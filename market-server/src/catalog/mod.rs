//! Catalog Reader
//!
//! Read-only resolution of meals and their variant options. The public path
//! (browsing, cart adds) hides anything a customer should not see; the
//! checkout path reads through the write transaction so availability and
//! stock are judged against the state the transaction will modify.

use crate::db::MarketStore;
use redb::WriteTransaction;
use shared::error::{AppError, AppResult};
use shared::models::Meal;

#[derive(Clone)]
pub struct CatalogReader {
    store: MarketStore,
}

impl CatalogReader {
    pub fn new(store: MarketStore) -> Self {
        Self { store }
    }

    /// Resolve a meal for the public path.
    ///
    /// Inactive, soft-deleted, or unverified-provider meals are
    /// indistinguishable from missing ones here: all surface as `NotFound`.
    pub fn visible_meal(&self, meal_id: &str) -> AppResult<Meal> {
        let meal = self
            .store
            .get_meal(meal_id)?
            .filter(|m| m.is_available())
            .ok_or_else(|| AppError::not_found("Meal"))?;

        let verified = self
            .store
            .get_provider(&meal.provider_id)?
            .map(|p| p.is_verified)
            .unwrap_or(false);
        if !verified {
            return Err(AppError::not_found("Meal"));
        }
        Ok(meal)
    }

    /// Resolve a meal for checkout, inside the write transaction.
    ///
    /// A meal that vanished or went unavailable since it was carted
    /// surfaces as `MealUnavailable`.
    pub fn available_meal_txn(
        &self,
        txn: &WriteTransaction,
        meal_id: &str,
    ) -> AppResult<Meal> {
        self.store
            .get_meal_txn(txn, meal_id)?
            .filter(|m| m.is_available())
            .ok_or_else(|| AppError::meal_unavailable(meal_id))
    }

}

#[cfg(test)]
mod tests {
    use super::*;
    use shared::error::ErrorCode;
    use shared::models::{MealVariant, MealVariantOption, ProviderProfile};
    use shared::util::now_millis;

    fn store_with_catalog(verified: bool, active: bool, deleted: bool) -> MarketStore {
        let store = MarketStore::open_in_memory().unwrap();
        let txn = store.begin_write().unwrap();
        store
            .put_provider(
                &txn,
                &ProviderProfile {
                    id: "prov-1".into(),
                    user_id: "user-p".into(),
                    name: "Bistro".into(),
                    is_verified: verified,
                    created_at: now_millis(),
                },
            )
            .unwrap();
        store
            .put_meal(
                &txn,
                &Meal {
                    id: "meal-1".into(),
                    provider_id: "prov-1".into(),
                    title: "Soup".into(),
                    description: None,
                    price: "4.00".parse().unwrap(),
                    currency: "EUR".into(),
                    stock: None,
                    is_active: active,
                    deleted_at: deleted.then(now_millis),
                    variants: vec![MealVariant {
                        id: "var-1".into(),
                        name: "Size".into(),
                        is_required: false,
                        options: vec![MealVariantOption {
                            id: "opt-1".into(),
                            title: "Large".into(),
                            price_delta: "1.00".parse().unwrap(),
                            is_default: false,
                        }],
                    }],
                    created_at: now_millis(),
                    updated_at: now_millis(),
                },
            )
            .unwrap();
        txn.commit().unwrap();
        store
    }

    #[test]
    fn test_visible_meal_happy_path() {
        let store = store_with_catalog(true, true, false);
        let catalog = CatalogReader::new(store);
        let meal = catalog.visible_meal("meal-1").unwrap();
        assert_eq!(meal.title, "Soup");
    }

    #[test]
    fn test_visible_meal_hides_inactive_deleted_unverified() {
        for (verified, active, deleted) in [(true, false, false), (true, true, true), (false, true, false)] {
            let store = store_with_catalog(verified, active, deleted);
            let catalog = CatalogReader::new(store);
            let err = catalog.visible_meal("meal-1").unwrap_err();
            assert_eq!(err.code, ErrorCode::NotFound);
        }
    }

    #[test]
    fn test_available_meal_txn_unavailable() {
        let store = store_with_catalog(true, false, false);
        let catalog = CatalogReader::new(store.clone());
        let txn = store.begin_write().unwrap();
        let err = catalog.available_meal_txn(&txn, "meal-1").unwrap_err();
        assert_eq!(err.code, ErrorCode::MealUnavailable);
        let err = catalog.available_meal_txn(&txn, "missing").unwrap_err();
        assert_eq!(err.code, ErrorCode::MealUnavailable);
    }
}
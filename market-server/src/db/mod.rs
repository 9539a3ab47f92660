//! Database layer

pub mod store;

pub use store::{MarketStore, StoreError, StoreResult};

use shared::error::AppError;

impl From<StoreError> for AppError {
    fn from(err: StoreError) -> Self {
        match err {
            // A failed commit rolled everything back; the caller may retry
            StoreError::Commit(_) => AppError::transaction_conflict(err.to_string()),
            _ => AppError::database(err.to_string()),
        }
    }
}
//! Order Transaction Executor
//!
//! Runs checkout and cancellation as single redb write transactions: stock
//! decrement, order insert, and cart clearing either all commit or none do.
//! Commit failures surface as retryable conflicts and are retried a bounded
//! number of times.

use crate::catalog::CatalogReader;
use crate::db::{MarketStore, StoreError};
use crate::orders::builder::{self, OrderDraft};
use shared::error::{AppError, AppResult, ErrorCode};
use shared::models::{Order, OrderStatus, PaymentMethod};
use shared::request::CreateOrderPayload;
use shared::util::{new_id, now_millis, snowflake_id};
use std::time::{Duration, Instant};

#[derive(Clone)]
pub struct OrderExecutor {
    store: MarketStore,
    catalog: CatalogReader,
    /// Attempts per checkout before a conflict is surfaced
    retry_limit: u32,
    /// Deadline for one checkout transaction; exceeding it aborts the
    /// transaction before commit, never after
    checkout_deadline: Duration,
}

impl OrderExecutor {
    pub fn new(store: MarketStore, retry_limit: u32, checkout_deadline: Duration) -> Self {
        let catalog = CatalogReader::new(store.clone());
        Self {
            store,
            catalog,
            retry_limit: retry_limit.max(1),
            checkout_deadline,
        }
    }

    /// Place an order for the caller, from their cart or from explicit items
    pub fn create_order(&self, user_id: &str, payload: &CreateOrderPayload) -> AppResult<Order> {
        let payment_method = parse_payment_method(payload.payment_method.as_deref())?;

        let mut attempt = 0;
        loop {
            attempt += 1;
            match self.try_create(user_id, payload, payment_method) {
                Err(err) if err.code == ErrorCode::TransactionConflict && attempt < self.retry_limit => {
                    tracing::warn!(user_id, attempt, "checkout conflict, retrying");
                }
                result => return result,
            }
        }
    }

    fn try_create(
        &self,
        user_id: &str,
        payload: &CreateOrderPayload,
        payment_method: PaymentMethod,
    ) -> AppResult<Order> {
        let started = Instant::now();
        let txn = self.store.begin_write()?;

        let provider = self
            .store
            .get_provider_txn(&txn, &payload.provider_id)?
            .ok_or_else(|| AppError::new(ErrorCode::ProviderNotFound))?;

        // The address must exist and belong to the caller
        self.store
            .get_address_txn(&txn, &payload.delivery_address_id)?
            .filter(|addr| addr.user_id == user_id)
            .ok_or_else(|| AppError::new(ErrorCode::AddressNotFound))?;

        let draft = match payload.items.as_deref() {
            Some(items) if !items.is_empty() => {
                builder::build_from_items(&self.catalog, &txn, &provider.id, items)?
            }
            _ => builder::build_from_cart(&self.store, &self.catalog, &txn, user_id, &provider.id)?,
        };

        let order = self.apply_draft(&txn, user_id, payload, payment_method, draft)?;

        // Abort before commit rather than report a timeout after a
        // successful commit
        if started.elapsed() > self.checkout_deadline {
            drop(txn);
            return Err(AppError::transaction_timeout());
        }

        txn.commit().map_err(StoreError::from)?;
        tracing::info!(
            order_id = %order.id,
            user_id,
            provider_id = %order.provider_id,
            total = %order.total_amount,
            "order placed"
        );
        Ok(order)
    }

    /// Materialize a draft inside the transaction: decrement stock, insert
    /// the order, clear the source cart
    fn apply_draft(
        &self,
        txn: &redb::WriteTransaction,
        user_id: &str,
        payload: &CreateOrderPayload,
        payment_method: PaymentMethod,
        draft: OrderDraft,
    ) -> AppResult<Order> {
        let now = now_millis();

        for (meal_id, quantity) in &draft.meals_to_decrement {
            // The builder verified existence and stock under this same txn
            let mut meal = self
                .store
                .get_meal_txn(txn, meal_id)?
                .ok_or_else(|| AppError::meal_unavailable(meal_id.clone()))?;
            let stock = meal.stock.unwrap_or(0);
            meal.stock = Some(stock - quantity);
            meal.updated_at = now;
            self.store.put_meal(txn, &meal)?;
        }

        let order = Order {
            id: new_id(),
            order_number: snowflake_id(),
            user_id: user_id.to_string(),
            provider_id: payload.provider_id.clone(),
            delivery_address_id: payload.delivery_address_id.clone(),
            status: OrderStatus::Placed,
            total_amount: draft.total_amount,
            currency: draft.currency,
            payment_method,
            notes: payload.notes.clone(),
            items: draft.items,
            placed_at: now,
            prepared_at: None,
            ready_at: None,
            delivered_at: None,
            cancelled_at: None,
        };
        self.store.put_order(txn, &order)?;

        if let Some(cart_id) = &draft.source_cart_id {
            self.store.clear_cart_items(txn, cart_id)?;
        }
        Ok(order)
    }

    /// Cancel one of the caller's orders while it is still `placed`,
    /// restoring finite stock
    pub fn cancel_order(&self, user_id: &str, order_id: &str) -> AppResult<Order> {
        let txn = self.store.begin_write()?;
        let mut order = self
            .store
            .get_order_txn(&txn, order_id)?
            .filter(|o| o.user_id == user_id)
            .ok_or_else(|| AppError::new(ErrorCode::OrderNotFound))?;

        if order.status != OrderStatus::Placed {
            return Err(AppError::invalid_transition(
                order.status.to_string(),
                OrderStatus::Cancelled.to_string(),
            ));
        }

        let now = now_millis();
        let mut restore = std::collections::BTreeMap::new();
        for item in &order.items {
            *restore.entry(item.meal_id.clone()).or_insert(0i64) += item.quantity as i64;
        }
        for (meal_id, quantity) in restore {
            if let Some(mut meal) = self.store.get_meal_txn(&txn, &meal_id)? {
                if let Some(stock) = meal.stock {
                    meal.stock = Some(stock + quantity);
                    meal.updated_at = now;
                    self.store.put_meal(&txn, &meal)?;
                }
            }
        }

        order.status = OrderStatus::Cancelled;
        order.cancelled_at = Some(now);
        self.store.put_order(&txn, &order)?;
        txn.commit().map_err(StoreError::from)?;

        tracing::info!(order_id = %order.id, user_id, "order cancelled");
        Ok(order)
    }
}

fn parse_payment_method(raw: Option<&str>) -> AppResult<PaymentMethod> {
    match raw {
        None => Ok(PaymentMethod::CashOnDelivery),
        Some(s) if s == PaymentMethod::CASH_ON_DELIVERY => Ok(PaymentMethod::CashOnDelivery),
        Some(other) => Err(AppError::unsupported_payment_method(other)),
    }
}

Aim of the task »
Please write out exactly the lines from the start of the data through the line that contains "use redb::WriteTransaction;", both ends included, and nothing else.

Written response »
filename market-server/src/catalog/mod.rs
//! Catalog Reader
//!
//! Read-only resolution of meals and their variant options. The public path
//! (browsing, cart adds) hides anything a customer should not see; the
//! checkout path reads through the write transaction so availability and
//! stock are judged against the state the transaction will modify.

use crate::db::MarketStore;
use redb::WriteTransaction;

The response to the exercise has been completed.